Secondo il Turkey Purge, un sito giornalistico che monitora la Turchia post-golpe, dei 150 mila licenziamenti avvenuti in questi dieci mesi, 4317 riguardano magistrati, giudici e avvocati, 7317 professori universitari, 2500 giornalisti, oltre 100 mila dipendenti pubblici. Cifre impressionanti e in costante crescita.
L’ultima relazione del Parliamentary Assembly of the Council of Europe (PACE), redatta lo scorso 5 aprile, mostra la gravità della situazione nel Paese, dove le espulsioni, gli arresti preventivi e le sospensioni sono all’ordine del giorno. 100 mila persone sono in attesa di processo e altre 44 mila sono detenute senza prove concrete. All’interno delle carceri, gli incontri tra detenuti e avvocati sono strettamente limitati e le loro riunioni attentamente monitorate, compromettendo inevitabilmente una difesa efficace. Non sono autorizzati contatti con l’esterno, fatta eccezione dei parenti più stretti, con i quali possono comunicare una volta a settimana, attraverso una finestra di vetro o via telefono.
Lo stesso Gabriele del Grande, il giornalista italiano arrestato al confine con la Siria e liberato dopo 15 giorni, ha parlato della sua detenzione come «una situazione a tutti gli effetti di sospensione del diritto», sottolineando che dietro le sbarre della Turchia restano tuttora altri 174 giornalisti.
E infatti desta particolare preoccupazione la situazione in cui versano i media e l’informazione turchi che, a causa delle continue censure e minacce, attraversano una crisi senza precedenti: dopo il golpe i giornalisti detenuti sono triplicati, mentre 177 organi di stampa “non allineati” sono stati costretti a chiudere.

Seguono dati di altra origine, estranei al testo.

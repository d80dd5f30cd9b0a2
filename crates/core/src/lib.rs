pub mod config;
pub mod domain;
pub mod errors;
pub mod pii;
pub mod validator;

pub use config::{ConfigError, PiiConfig, PipelineConfig};
pub use domain::document::{Approval, AuditedQuote, QuoteLine, QuoteSummary};
pub use domain::product::{ProductCatalog, ProductRef};
pub use errors::AuditError;
pub use pii::{detokenize, PatternClass, PatternClassConfig, PatternSet, TokenMap, Tokenizer};
pub use validator::{QuoteValidator, ValidatorConfig};
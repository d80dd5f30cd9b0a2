pub mod patterns;
pub mod tokenizer;

pub use patterns::{default_classes, PatternClass, PatternClassConfig, PatternError, PatternSet};
pub use tokenizer::{detokenize, TokenMap, Tokenizer};
use rust_decimal::Decimal;
use serde::{Deserialize, Serialize};
use serde_json::Value;

/// One priced product entry in an audited quote.
///
/// Every price-derived field is recomputed by the validator before a line
/// reaches this type; after that the line is immutable for the rest of the
/// request.
#[derive(Clone, Debug, PartialEq, Serialize, Deserialize)]
pub struct QuoteLine {
    pub product_code: String,
    pub quantity: Decimal,
    pub list_price: Decimal,
    pub unit_price: Decimal,
    pub discount_percent: Decimal,
    pub total_price: Decimal,
    #[serde(default)]
    pub rules_applied: Vec<String>,
}

#[derive(Clone, Debug, Default, PartialEq, Serialize, Deserialize)]
pub struct QuoteSummary {
    pub subtotal: Decimal,
    pub total_discount: Decimal,
    pub net_total: Decimal,
}

/// Approval routing reported by the generation service. Passed through
/// untouched; approval policy is evaluated elsewhere.
#[derive(Clone, Debug, Default, PartialEq, Eq, Serialize, Deserialize)]
#[serde(default)]
pub struct Approval {
    pub required: bool,
    pub chain: String,
    pub reason: String,
}

/// The audited quote document returned to the caller. Serializes to the same
/// wire schema the generation service produces, so an audited document can be
/// fed back through validation and come out unchanged.
#[derive(Clone, Debug, PartialEq, Serialize, Deserialize)]
pub struct AuditedQuote {
    pub quote_lines: Vec<QuoteLine>,
    pub quote_summary: QuoteSummary,
    #[serde(default)]
    pub approval: Approval,
    #[serde(default)]
    pub warnings: Vec<String>,
    #[serde(default, skip_serializing_if = "Option::is_none")]
    pub intent: Option<Value>,
}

Le accuse ai giornalisti sono molteplici, ma tutte legate alla sicurezza nazionale e al terrorismo: propaganda antigovernativa, divulgazione di notizie false, spionaggio, sostegno a organizzazioni curde o vicine al nemico giurato del sultano: Fethullah Gülen.
È stata proprio la resa dei conti con Gülen al centro della campagna referendaria per il sì promossa dall’AKP, il partito di Erdoğan. Una campagna sbilanciata, fortemente faziosa e di parte, che ha occupato il novanta percento degli spazi mediatici, facendo leva sulla necessità di un leader forte e sulla paura del terrorismo: «Chi vota no, è nemico dello stato […] Se la riforma costituzionale non passasse coloro che hanno interesse a danneggiare gli interessi nazionali, continuerebbero ad avere la possibilità di intromettersi nella vita politica turca e destabilizzare il paese».
Un Erdoğan “plenipotenziato” e gli ultimi episodi di repressione hanno scatenato nuovi allarmi in Europa. Il ministro degli Esteri tedesco Sigmar Gabriel ha accolto con preoccupazione la notizia degli arresti di massa, sottolineando che «è giusto che venga fatta piena chiarezza sul tentato golpe dell’anno scorso, ma bisogna rispettare lo Stato di diritto e i principi della proporzionalità». Il neopresidente dell’Europarlamento Antonio Tajani ha invece ribadito che, nonostante le attenzioni verso la situazione turca, «L’Ue non vuole in alcun modo chiudere la porta al popolo turco, che resta un popolo amico con cui cerchiamo il dialogo. L’Europa non è un continente islamofobo». Più duro il Consiglio Europeo, che ha chiesto al Paese di ripristinare immediatamente i diritti dei cittadini turchi, insieme alle libertà di espressione e di stampa.
Ma Erdoğan sembra tutt’altro che disposto al dialogo. In una delle ultime interviste ha puntato il dito contro l’UE, accusandola di «chiudere le sue porte alla Turchia» a causa dell’islamofobia dilagante che coinvolge tutto il Vecchio Continente. Intanto, tra le proteste per l’ambigua vittoria della riforma costituzionale, il leader si prepara ad altre due tappe referendarie: quella sulla permanenza della Turchia tra le candidate ad entrare in Unione Europea e quella più preoccupante sulla reintroduzione della pena di morte, questione scottante anche per l’equilibrio dei rapporti in politica estera.